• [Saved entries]
───

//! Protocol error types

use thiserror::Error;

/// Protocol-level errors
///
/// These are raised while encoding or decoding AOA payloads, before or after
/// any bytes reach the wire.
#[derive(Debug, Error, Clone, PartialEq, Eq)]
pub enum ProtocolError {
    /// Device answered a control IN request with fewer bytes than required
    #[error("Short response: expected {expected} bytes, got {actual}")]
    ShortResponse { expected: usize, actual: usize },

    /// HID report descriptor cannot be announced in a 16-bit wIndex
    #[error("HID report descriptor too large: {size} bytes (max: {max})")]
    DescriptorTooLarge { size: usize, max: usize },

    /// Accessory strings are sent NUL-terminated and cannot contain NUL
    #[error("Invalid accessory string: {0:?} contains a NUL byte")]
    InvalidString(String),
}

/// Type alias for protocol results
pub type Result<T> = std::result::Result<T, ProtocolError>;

───

• [What the exercise asks]
The span to give again runs from the line with "pub enum ProtocolError" through the last line of the records above; reproduce it exactly and nothing more.

• [Completed task]
pub enum ProtocolError {
    /// Device answered a control IN request with fewer bytes than required
    #[error("Short response: expected {expected} bytes, got {actual}")]
    ShortResponse { expected: usize, actual: usize },

    /// HID report descriptor cannot be announced in a 16-bit wIndex
    #[error("HID report descriptor too large: {size} bytes (max: {max})")]
    DescriptorTooLarge { size: usize, max: usize },

    /// Accessory strings are sent NUL-terminated and cannot contain NUL
    #[error("Invalid accessory string: {0:?} contains a NUL byte")]
    InvalidString(String),
}

/// Type alias for protocol results
pub type Result<T> = std::result::Result<T, ProtocolError>;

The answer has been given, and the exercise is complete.